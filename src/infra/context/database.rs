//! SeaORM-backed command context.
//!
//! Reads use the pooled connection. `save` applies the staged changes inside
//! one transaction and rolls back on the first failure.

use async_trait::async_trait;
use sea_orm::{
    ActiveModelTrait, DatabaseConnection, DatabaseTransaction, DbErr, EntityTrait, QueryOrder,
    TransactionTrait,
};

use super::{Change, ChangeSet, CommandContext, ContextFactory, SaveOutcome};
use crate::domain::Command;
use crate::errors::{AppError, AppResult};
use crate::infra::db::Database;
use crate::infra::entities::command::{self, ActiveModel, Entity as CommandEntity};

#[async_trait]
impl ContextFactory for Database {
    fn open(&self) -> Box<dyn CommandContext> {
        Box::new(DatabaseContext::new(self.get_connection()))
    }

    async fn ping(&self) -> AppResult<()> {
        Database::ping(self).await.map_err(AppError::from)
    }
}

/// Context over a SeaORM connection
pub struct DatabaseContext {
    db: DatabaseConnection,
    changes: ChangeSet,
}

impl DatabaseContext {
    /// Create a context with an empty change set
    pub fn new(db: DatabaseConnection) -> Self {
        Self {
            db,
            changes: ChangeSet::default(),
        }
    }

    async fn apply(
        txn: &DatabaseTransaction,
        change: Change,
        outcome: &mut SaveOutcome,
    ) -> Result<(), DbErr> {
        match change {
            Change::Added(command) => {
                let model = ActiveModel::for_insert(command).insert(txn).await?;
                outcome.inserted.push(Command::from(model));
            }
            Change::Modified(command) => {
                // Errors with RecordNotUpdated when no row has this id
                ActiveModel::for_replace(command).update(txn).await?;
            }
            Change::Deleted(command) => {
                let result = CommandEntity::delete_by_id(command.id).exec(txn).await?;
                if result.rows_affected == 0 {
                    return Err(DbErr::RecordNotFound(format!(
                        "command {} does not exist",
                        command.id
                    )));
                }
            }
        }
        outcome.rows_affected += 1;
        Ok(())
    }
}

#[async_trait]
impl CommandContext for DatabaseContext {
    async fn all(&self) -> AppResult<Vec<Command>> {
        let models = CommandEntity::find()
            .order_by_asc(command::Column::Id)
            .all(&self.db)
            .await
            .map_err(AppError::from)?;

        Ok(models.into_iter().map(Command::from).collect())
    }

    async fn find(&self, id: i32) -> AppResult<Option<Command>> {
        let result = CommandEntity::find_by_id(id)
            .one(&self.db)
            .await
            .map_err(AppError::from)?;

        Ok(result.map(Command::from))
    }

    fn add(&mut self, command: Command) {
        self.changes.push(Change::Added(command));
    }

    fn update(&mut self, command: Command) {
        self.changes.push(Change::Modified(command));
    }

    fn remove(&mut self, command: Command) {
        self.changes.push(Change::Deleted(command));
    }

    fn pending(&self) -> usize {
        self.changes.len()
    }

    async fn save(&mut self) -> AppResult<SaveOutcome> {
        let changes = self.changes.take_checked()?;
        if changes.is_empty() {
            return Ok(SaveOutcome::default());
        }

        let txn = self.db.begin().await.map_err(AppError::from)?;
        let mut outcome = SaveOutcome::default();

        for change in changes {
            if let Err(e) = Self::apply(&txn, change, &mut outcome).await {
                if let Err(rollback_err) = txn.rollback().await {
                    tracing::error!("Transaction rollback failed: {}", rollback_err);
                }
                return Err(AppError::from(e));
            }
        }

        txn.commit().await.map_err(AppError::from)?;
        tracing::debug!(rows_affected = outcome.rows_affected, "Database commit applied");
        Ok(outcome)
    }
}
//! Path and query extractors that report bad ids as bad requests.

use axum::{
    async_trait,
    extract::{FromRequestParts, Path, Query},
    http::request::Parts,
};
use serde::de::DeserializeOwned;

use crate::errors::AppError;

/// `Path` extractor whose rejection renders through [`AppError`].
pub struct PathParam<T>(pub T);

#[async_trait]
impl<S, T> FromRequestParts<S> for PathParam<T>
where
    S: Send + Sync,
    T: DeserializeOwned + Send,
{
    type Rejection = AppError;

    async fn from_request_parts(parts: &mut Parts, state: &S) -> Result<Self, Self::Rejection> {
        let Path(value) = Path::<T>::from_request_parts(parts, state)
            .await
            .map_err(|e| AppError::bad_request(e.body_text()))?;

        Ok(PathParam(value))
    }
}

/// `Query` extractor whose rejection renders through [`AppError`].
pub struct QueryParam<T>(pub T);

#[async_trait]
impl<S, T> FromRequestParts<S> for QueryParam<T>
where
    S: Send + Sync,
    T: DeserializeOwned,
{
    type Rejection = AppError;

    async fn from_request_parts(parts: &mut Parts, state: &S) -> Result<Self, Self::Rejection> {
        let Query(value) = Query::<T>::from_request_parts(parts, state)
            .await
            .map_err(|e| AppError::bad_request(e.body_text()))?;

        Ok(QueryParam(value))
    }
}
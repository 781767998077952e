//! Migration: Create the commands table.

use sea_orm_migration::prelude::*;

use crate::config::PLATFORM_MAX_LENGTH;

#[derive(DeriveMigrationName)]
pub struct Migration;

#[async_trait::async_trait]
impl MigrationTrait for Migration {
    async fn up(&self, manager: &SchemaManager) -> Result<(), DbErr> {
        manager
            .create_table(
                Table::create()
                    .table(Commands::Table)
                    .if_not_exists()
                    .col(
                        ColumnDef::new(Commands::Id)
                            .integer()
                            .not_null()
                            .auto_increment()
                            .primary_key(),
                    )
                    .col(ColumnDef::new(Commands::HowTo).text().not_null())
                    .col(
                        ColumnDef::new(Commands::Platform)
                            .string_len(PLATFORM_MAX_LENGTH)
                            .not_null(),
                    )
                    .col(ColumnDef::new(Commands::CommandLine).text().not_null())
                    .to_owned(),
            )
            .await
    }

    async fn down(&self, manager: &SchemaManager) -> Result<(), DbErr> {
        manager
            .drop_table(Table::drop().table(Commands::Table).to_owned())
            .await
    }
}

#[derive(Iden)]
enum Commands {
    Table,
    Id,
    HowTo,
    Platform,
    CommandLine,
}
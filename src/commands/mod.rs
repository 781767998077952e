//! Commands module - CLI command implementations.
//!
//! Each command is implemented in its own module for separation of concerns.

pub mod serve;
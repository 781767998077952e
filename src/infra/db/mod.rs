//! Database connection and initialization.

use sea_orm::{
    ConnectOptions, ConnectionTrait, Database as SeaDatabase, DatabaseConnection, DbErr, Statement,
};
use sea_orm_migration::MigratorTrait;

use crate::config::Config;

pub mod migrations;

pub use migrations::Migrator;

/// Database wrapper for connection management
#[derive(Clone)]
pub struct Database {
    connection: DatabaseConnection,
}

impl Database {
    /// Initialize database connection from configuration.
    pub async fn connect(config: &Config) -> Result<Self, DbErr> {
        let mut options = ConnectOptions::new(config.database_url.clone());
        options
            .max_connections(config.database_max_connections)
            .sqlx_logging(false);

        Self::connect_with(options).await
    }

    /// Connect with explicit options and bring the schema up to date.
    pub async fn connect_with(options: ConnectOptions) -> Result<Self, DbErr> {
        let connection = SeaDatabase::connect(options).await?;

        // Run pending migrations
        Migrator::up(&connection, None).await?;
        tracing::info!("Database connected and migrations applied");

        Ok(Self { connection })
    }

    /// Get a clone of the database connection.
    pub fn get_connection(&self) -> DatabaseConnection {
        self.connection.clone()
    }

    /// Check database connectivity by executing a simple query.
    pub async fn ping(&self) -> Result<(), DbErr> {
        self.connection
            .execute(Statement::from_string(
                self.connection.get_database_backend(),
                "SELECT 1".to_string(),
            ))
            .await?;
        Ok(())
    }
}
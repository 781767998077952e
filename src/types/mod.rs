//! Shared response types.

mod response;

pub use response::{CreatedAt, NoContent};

Problem details: Out of the material above, output word for word the line with "pub mod serve;", the line with "use sea_orm_migration::MigratorTrait;", and all lines between them, with nothing else.

Written reply:
pub mod serve;
repository 781767998077952e
filename src/infra/db/mod.rs
//! Database connection and initialization.

use sea_orm::{
    ConnectOptions, ConnectionTrait, Database as SeaDatabase, DatabaseConnection, DbErr, Statement,
};
use sea_orm_migration::MigratorTrait;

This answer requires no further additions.